Segment Open

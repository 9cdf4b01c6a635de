//! Parameter binding
//!
//! Binds the argument tokens of a [`DirectiveNode`] against its directive's
//! parameter schema, evaluating value expressions through an optional
//! [`ExpressionBinder`]. All problems come back as diagnostics.

use crate::directive::{DirectiveParameter, KernelDirective, TypeHint};
use crate::error::codes;
use crate::expression::{ExpressionBinder, ValueExpression};
use crate::lexer::ArgToken;
use crate::parser::DirectiveNode;
use polyglot_types::{Diagnostic, TextSpan};
use serde::de::DeserializeOwned;
use serde_json::Value;
use std::collections::BTreeMap;
use std::sync::Arc;

/// A directive with every parameter resolved to a JSON value
#[derive(Debug, Clone)]
pub struct BoundDirective {
    pub directive: Arc<KernelDirective>,
    pub span: TextSpan,
    /// Kernel in effect where the directive appeared
    pub kernel: Option<String>,
    values: BTreeMap<String, Value>,
}

impl BoundDirective {
    pub fn name(&self) -> &str {
        self.directive.name()
    }

    pub fn get(&self, parameter: &str) -> Option<&Value> {
        self.values.get(parameter)
    }

    pub fn get_str(&self, parameter: &str) -> Option<&str> {
        self.get(parameter).and_then(Value::as_str)
    }

    pub fn get_i64(&self, parameter: &str) -> Option<i64> {
        self.get(parameter).and_then(Value::as_i64)
    }

    pub fn get_bool(&self, parameter: &str) -> bool {
        self.get(parameter).and_then(Value::as_bool).unwrap_or(false)
    }

    /// Deserialize a parameter value
    pub fn get_as<T: DeserializeOwned>(&self, parameter: &str) -> Option<Result<T, serde_json::Error>> {
        self.get(parameter).map(|v| serde_json::from_value(v.clone()))
    }

    /// Bound values keyed by canonical parameter name
    pub fn values(&self) -> &BTreeMap<String, Value> {
        &self.values
    }
}

enum RawValue<'a> {
    Token(&'a ArgToken),
    Present,
}

/// Bind `node` against its directive. Unknown directives produce no
/// diagnostics here; the parser already reported them.
pub async fn bind(
    node: &DirectiveNode,
    binder: Option<&dyn ExpressionBinder>,
) -> Result<BoundDirective, Vec<Diagnostic>> {
    let Some(entry) = &node.entry else {
        return Err(Vec::new());
    };
    let directive = &entry.directive;
    let mut diagnostics = Vec::new();
    let mut raw: Vec<(&DirectiveParameter, RawValue<'_>, TextSpan)> = Vec::new();

    let mut i = 0;
    while i < node.args.len() {
        let token = &node.args[i];
        i += 1;

        if token.is_option() {
            let Some(parameter) = directive.find_parameter(&token.raw) else {
                diagnostics.push(Diagnostic::error(
                    codes::UNKNOWN_PARAMETER_NAME,
                    format!("Unrecognized parameter name '{}'", token.raw),
                    token.span,
                ));
                if node.args.get(i).map(|t| !t.is_option()).unwrap_or(false) {
                    i += 1;
                }
                continue;
            };

            let next = node.args.get(i).filter(|t| !t.is_option());
            match (parameter.type_hint, next) {
                (TypeHint::Flag, Some(t)) if t.raw == "true" || t.raw == "false" => {
                    raw.push((parameter, RawValue::Token(t), t.span));
                    i += 1;
                }
                (TypeHint::Flag, _) => raw.push((parameter, RawValue::Present, token.span)),
                (_, Some(t)) => {
                    raw.push((parameter, RawValue::Token(t), t.span));
                    i += 1;
                }
                (_, None) => diagnostics.push(Diagnostic::error(
                    codes::MISSING_REQUIRED_PARAMETER,
                    format!("Missing value for parameter '{}'", parameter.name),
                    token.span,
                )),
            }
        } else if let Some(parameter) = directive.implicit_parameter() {
            raw.push((parameter, RawValue::Token(token), token.span));
        } else {
            diagnostics.push(Diagnostic::error(
                codes::UNKNOWN_PARAMETER_NAME,
                format!("Unrecognized parameter '{}'", token.raw),
                token.span,
            ));
        }
    }

    let mut collected: BTreeMap<String, Vec<Value>> = BTreeMap::new();
    let mut invalid: Vec<&str> = Vec::new();
    for (parameter, value, span) in raw {
        let occurrences = collected.entry(parameter.name.clone()).or_default();
        if occurrences.len() >= parameter.max_occurrences {
            diagnostics.push(Diagnostic::error(
                codes::TOO_MANY_OCCURRENCES_OF_PARAMETER,
                format!("Parameter '{}' cannot appear more than {} time(s)", parameter.name, parameter.max_occurrences),
                span,
            ));
            continue;
        }
        match resolve(parameter, value, span, binder).await {
            Ok(v) => occurrences.push(v),
            Err(diagnostic) => {
                invalid.push(parameter.name.as_str());
                diagnostics.push(diagnostic);
            }
        }
    }

    let mut values = BTreeMap::new();
    for parameter in directive.parameters() {
        match collected.remove(&parameter.name) {
            Some(mut found) if !found.is_empty() => {
                let value = if parameter.max_occurrences > 1 {
                    Value::Array(found)
                } else {
                    found.remove(0)
                };
                values.insert(parameter.name.clone(), value);
            }
            _ => {
                if parameter.required {
                    if invalid.contains(&parameter.name.as_str()) {
                        continue;
                    }
                    diagnostics.push(Diagnostic::error(
                        codes::MISSING_REQUIRED_PARAMETER,
                        format!("Missing required parameter '{}'", parameter.name),
                        node.name_span,
                    ));
                } else if let Some(default) = parameter.default_value() {
                    values.insert(parameter.name.clone(), default);
                }
            }
        }
    }

    if diagnostics.is_empty() {
        Ok(BoundDirective {
            directive: directive.clone(),
            span: node.span,
            kernel: node.kernel.clone(),
            values,
        })
    } else {
        Err(diagnostics)
    }
}

async fn resolve(
    parameter: &DirectiveParameter,
    value: RawValue<'_>,
    span: TextSpan,
    binder: Option<&dyn ExpressionBinder>,
) -> Result<Value, Diagnostic> {
    let token = match value {
        RawValue::Present => return Ok(Value::Bool(true)),
        RawValue::Token(token) => token,
    };

    if let Some(expression) = ValueExpression::parse(&token.raw) {
        let Some(binder) = binder else {
            return Err(Diagnostic::error(
                codes::MISSING_BINDING_DELEGATE,
                format!("No binder is available for expression '{}'", token.raw),
                span,
            ));
        };
        let bound = binder
            .bind(&expression)
            .await
            .map_err(|e| Diagnostic::error(e.code(), e.to_string(), span))?;
        return match (parameter.type_hint, bound) {
            (TypeHint::Integer, Value::String(s)) => convert(parameter, &s, &s, span),
            (_, v) => Ok(v),
        };
    }

    convert(parameter, &token.raw, &token.unquoted(), span)
}

fn convert(parameter: &DirectiveParameter, raw: &str, text: &str, span: TextSpan) -> Result<Value, Diagnostic> {
    match parameter.type_hint {
        TypeHint::String => Ok(Value::String(text.to_string())),
        TypeHint::Integer => text.trim().parse::<i64>().map(Value::from).map_err(|_| {
            Diagnostic::error(
                codes::INVALID_VALUE_FOR_TYPE,
                format!("Invalid value '{}' for parameter '{}': expected an integer", text, parameter.name),
                span,
            )
        }),
        TypeHint::Flag => match text {
            "true" => Ok(Value::Bool(true)),
            "false" => Ok(Value::Bool(false)),
            _ => Err(Diagnostic::error(
                codes::INVALID_VALUE_FOR_TYPE,
                format!("Invalid value '{}' for parameter '{}': expected true or false", text, parameter.name),
                span,
            )),
        },
        TypeHint::Json => serde_json::from_str(raw)
            .or_else(|_| serde_json::from_str(text))
            .map_err(|e| {
                Diagnostic::error(
                    codes::INVALID_JSON_IN_PARAMETER_VALUE,
                    format!("Invalid JSON for parameter '{}': {}", parameter.name, e),
                    span,
                )
            }),
    }
}

#[cfg(test)]
mod tests {
    use super::*;
    use crate::catalog::DirectiveCatalog;
    use crate::directive::KernelDirective;
    use crate::expression::ExpressionError;
    use crate::parser::{parse, SyntaxNode};
    use async_trait::async_trait;
    use polyglot_types::commands::SubmitCode;
    use polyglot_types::KernelCommand;

    fn node(text: &str, directive: KernelDirective) -> DirectiveNode {
        let mut catalog = DirectiveCatalog::new();
        catalog.add(directive).unwrap();
        parse(text, &catalog, None)
            .nodes
            .into_iter()
            .find_map(|n| match n {
                SyntaxNode::Directive(d) => Some(d),
                SyntaxNode::Code(_) => None,
            })
            .expect("a directive node")
    }

    fn set_directive() -> KernelDirective {
        KernelDirective::action("#!set", |_| Ok(KernelCommand::new(SubmitCode::new(""))))
            .with_parameter(DirectiveParameter::new("--name").required())
            .with_parameter(DirectiveParameter::new("--value").implicit())
            .with_parameter(DirectiveParameter::new("--count").with_type(TypeHint::Integer))
            .with_parameter(DirectiveParameter::new("--data").with_type(TypeHint::Json))
            .with_parameter(DirectiveParameter::new("--verbose").with_alias("-v").with_type(TypeHint::Flag))
    }

    struct Answers;

    #[async_trait]
    impl ExpressionBinder for Answers {
        async fn bind(&self, expression: &ValueExpression) -> Result<Value, ExpressionError> {
            match expression {
                ValueExpression::Input { prompt, .. } => Ok(Value::String(format!("answer to {}", prompt))),
                ValueExpression::KernelValue { kernel, name } => Err(ExpressionError::ValueNotFound {
                    kernel: kernel.clone(),
                    name: name.clone(),
                }),
            }
        }
    }

    #[tokio::test]
    async fn test_binds_named_implicit_and_typed_values() {
        let node = node(r#"#!set --name x "hello world" --count 3 --data {"a":1} -v"#, set_directive());
        let bound = bind(&node, None).await.unwrap();

        assert_eq!(bound.get_str("--name"), Some("x"));
        assert_eq!(bound.get_str("--value"), Some("hello world"));
        assert_eq!(bound.get_i64("--count"), Some(3));
        assert_eq!(bound.get("--data"), Some(&serde_json::json!({ "a": 1 })));
        assert!(bound.get_bool("--verbose"));
    }

    #[tokio::test]
    async fn test_reports_every_problem() {
        let node = node("#!set --count many --data {oops} --bogus 1 --name a --name b", set_directive());
        let diagnostics = bind(&node, None).await.unwrap_err();
        let codes: Vec<&str> = diagnostics.iter().map(|d| d.code.as_str()).collect();

        assert!(codes.contains(&codes::INVALID_VALUE_FOR_TYPE));
        assert!(codes.contains(&codes::INVALID_JSON_IN_PARAMETER_VALUE));
        assert!(codes.contains(&codes::UNKNOWN_PARAMETER_NAME));
        assert!(codes.contains(&codes::TOO_MANY_OCCURRENCES_OF_PARAMETER));
    }

    #[tokio::test]
    async fn test_expressions_need_a_binder() {
        let node = node("#!set --name x --value @input:who", set_directive());

        let diagnostics = bind(&node, None).await.unwrap_err();
        assert_eq!(diagnostics[0].code, codes::MISSING_BINDING_DELEGATE);

        let bound = bind(&node, Some(&Answers)).await.unwrap();
        assert_eq!(bound.get_str("--value"), Some("answer to who"));
    }

    #[tokio::test]
    async fn test_failed_expression_reports_binder_code() {
        let node = node("#!set --name x --value @csharp:missing", set_directive());
        let diagnostics = bind(&node, Some(&Answers)).await.unwrap_err();
        assert_eq!(diagnostics[0].code, codes::VALUE_NOT_FOUND_IN_KERNEL);
    }
}
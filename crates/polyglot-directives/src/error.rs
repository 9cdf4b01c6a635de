//! Directive errors and diagnostic codes
//!
//! Parsing and binding never fail with an error value: problems in the
//! submitted text become [`Diagnostic`](polyglot_types::Diagnostic)s. The
//! [`DirectiveError`] enum covers catalog configuration mistakes, which are
//! programming errors surfaced at startup.

use polyglot_types::ErrorKind;
use thiserror::Error;

/// Result type for catalog operations
pub type Result<T> = std::result::Result<T, DirectiveError>;

#[derive(Debug, Clone, Error)]
pub enum DirectiveError {
    /// A directive name or alias is already registered
    #[error("Directive {name} is already registered")]
    DuplicateDirective { name: String },

    /// A directive or parameter name does not have the expected prefix
    #[error("Invalid name {name:?}: {reason}")]
    InvalidName { name: String, reason: &'static str },

    /// A parameter is declared twice on one directive
    #[error("Parameter {parameter} is declared twice on {directive}")]
    DuplicateParameter { directive: String, parameter: String },

    /// More than one parameter was marked implicit
    #[error("Directive {directive} declares more than one implicit parameter")]
    MultipleImplicitParameters { directive: String },
}

/// Stable diagnostic codes
pub mod codes {
    pub const UNKNOWN_DIRECTIVE: &str = "DNI101";
    pub const UNKNOWN_PARAMETER_NAME: &str = "DNI103";
    pub const MISSING_REQUIRED_PARAMETER: &str = "DNI104";
    pub const TOO_MANY_OCCURRENCES_OF_PARAMETER: &str = "DNI105";
    pub const INVALID_JSON_IN_PARAMETER_VALUE: &str = "DNI106";
    pub const PARAMETERS_MUST_APPEAR_AFTER_SUBCOMMANDS: &str = "DNI107";
    pub const INVALID_VALUE_FOR_TYPE: &str = "DNI108";

    pub const VALUE_NOT_FOUND_IN_KERNEL: &str = "DNI202";
    pub const INPUT_NOT_PROVIDED: &str = "DNI204";

    pub const MISSING_BINDING_DELEGATE: &str = "DNI301";
    pub const EXPRESSION_BINDING_FAILED: &str = "DNI302";
}

/// Map a diagnostic code onto the failure taxonomy.
///
/// Syntax problems are parse errors; everything about resolving values
/// against a directive's schema is a binding error.
pub fn error_kind_for_code(code: &str) -> ErrorKind {
    match code {
        codes::UNKNOWN_DIRECTIVE
        | codes::INVALID_JSON_IN_PARAMETER_VALUE
        | codes::PARAMETERS_MUST_APPEAR_AFTER_SUBCOMMANDS => ErrorKind::Parse,
        _ => ErrorKind::Binding,
    }
}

Segment Closed

■ **TASK OBJECTIVE**
The range runs from the line above containing "filename crates/polyglot-directives/src/error.rs" to the line containing "String, reason: &'static", inclusive. Restate those lines word for word and no others.

■ **YOUR RESPONSE**
filename crates/polyglot-directives/src/error.rs
repository 9cdf4b01c6a635de
//! Directive errors and diagnostic codes
//!
//! Parsing and binding never fail with an error value: problems in the
//! submitted text become [`Diagnostic`](polyglot_types::Diagnostic)s. The
//! [`DirectiveError`] enum covers catalog configuration mistakes, which are
//! programming errors surfaced at startup.

use polyglot_types::ErrorKind;
use thiserror::Error;

/// Result type for catalog operations
pub type Result<T> = std::result::Result<T, DirectiveError>;

#[derive(Debug, Clone, Error)]
pub enum DirectiveError {
    /// A directive name or alias is already registered
    #[error("Directive {name} is already registered")]
    DuplicateDirective { name: String },

    /// A directive or parameter name does not have the expected prefix
    #[error("Invalid name {name:?}: {reason}")]
    InvalidName { name: String, reason: &'static str },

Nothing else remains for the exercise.